Stored records
-- -- --

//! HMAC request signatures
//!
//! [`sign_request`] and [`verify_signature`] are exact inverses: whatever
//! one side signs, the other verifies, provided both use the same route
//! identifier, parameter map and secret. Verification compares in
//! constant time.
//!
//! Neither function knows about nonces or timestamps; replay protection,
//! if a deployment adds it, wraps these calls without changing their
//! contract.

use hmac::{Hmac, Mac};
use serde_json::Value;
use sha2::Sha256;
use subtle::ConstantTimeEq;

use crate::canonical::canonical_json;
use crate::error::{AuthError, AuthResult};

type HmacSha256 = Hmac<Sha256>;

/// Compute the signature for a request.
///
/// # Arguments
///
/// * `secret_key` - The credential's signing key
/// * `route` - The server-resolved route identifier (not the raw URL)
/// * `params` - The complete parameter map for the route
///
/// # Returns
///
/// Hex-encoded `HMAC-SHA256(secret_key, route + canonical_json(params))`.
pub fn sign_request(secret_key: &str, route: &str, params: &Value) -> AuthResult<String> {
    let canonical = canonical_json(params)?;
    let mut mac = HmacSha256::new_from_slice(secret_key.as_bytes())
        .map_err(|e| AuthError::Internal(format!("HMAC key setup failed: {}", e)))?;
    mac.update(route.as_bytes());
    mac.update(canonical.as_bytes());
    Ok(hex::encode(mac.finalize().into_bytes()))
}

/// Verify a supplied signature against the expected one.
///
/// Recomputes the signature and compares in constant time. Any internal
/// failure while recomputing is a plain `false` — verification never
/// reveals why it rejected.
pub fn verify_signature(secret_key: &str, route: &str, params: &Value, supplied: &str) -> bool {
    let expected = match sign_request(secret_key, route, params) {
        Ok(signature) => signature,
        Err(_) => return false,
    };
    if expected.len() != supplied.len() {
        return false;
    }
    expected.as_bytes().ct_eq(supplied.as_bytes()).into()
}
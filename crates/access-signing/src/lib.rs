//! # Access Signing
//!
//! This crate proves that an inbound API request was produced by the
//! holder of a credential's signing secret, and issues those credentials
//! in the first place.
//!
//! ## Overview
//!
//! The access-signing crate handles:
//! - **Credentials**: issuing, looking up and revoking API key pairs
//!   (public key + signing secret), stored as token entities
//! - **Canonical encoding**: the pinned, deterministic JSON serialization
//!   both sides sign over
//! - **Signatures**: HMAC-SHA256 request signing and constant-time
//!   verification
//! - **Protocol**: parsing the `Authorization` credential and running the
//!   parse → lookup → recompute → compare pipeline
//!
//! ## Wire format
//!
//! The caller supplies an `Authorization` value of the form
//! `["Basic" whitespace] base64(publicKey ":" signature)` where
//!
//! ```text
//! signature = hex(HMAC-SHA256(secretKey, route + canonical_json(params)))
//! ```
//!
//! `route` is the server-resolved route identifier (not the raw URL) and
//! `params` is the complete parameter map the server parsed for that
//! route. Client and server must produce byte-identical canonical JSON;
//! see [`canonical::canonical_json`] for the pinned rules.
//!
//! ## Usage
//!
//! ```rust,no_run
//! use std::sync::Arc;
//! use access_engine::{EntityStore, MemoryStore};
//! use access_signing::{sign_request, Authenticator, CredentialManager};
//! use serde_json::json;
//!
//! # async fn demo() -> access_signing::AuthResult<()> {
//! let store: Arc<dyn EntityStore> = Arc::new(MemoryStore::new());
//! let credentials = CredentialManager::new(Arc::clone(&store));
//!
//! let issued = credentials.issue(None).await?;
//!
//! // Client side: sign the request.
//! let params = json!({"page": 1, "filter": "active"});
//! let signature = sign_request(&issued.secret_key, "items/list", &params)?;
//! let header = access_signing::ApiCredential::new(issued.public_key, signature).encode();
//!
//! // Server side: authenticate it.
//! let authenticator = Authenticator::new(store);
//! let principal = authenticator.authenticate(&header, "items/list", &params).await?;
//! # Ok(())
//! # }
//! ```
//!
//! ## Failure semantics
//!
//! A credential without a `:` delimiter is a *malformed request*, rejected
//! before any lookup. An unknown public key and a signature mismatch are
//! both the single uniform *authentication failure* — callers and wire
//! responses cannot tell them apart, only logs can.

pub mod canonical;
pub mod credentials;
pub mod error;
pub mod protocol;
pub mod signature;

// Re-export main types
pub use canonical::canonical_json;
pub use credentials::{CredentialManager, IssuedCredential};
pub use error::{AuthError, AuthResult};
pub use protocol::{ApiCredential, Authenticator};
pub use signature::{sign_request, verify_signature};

-- -- --

Beginning with the line above that contains "params: &Value) ->", copy each line exactly up to and including the line that contains "mac.update(canonical.as_bytes());", and go no further.

pub fn sign_request(secret_key: &str, route: &str, params: &Value) -> AuthResult<String> {
    let canonical = canonical_json(params)?;
    let mut mac = HmacSha256::new_from_slice(secret_key.as_bytes())
        .map_err(|e| AuthError::Internal(format!("HMAC key setup failed: {}", e)))?;
    mac.update(route.as_bytes());
    mac.update(canonical.as_bytes());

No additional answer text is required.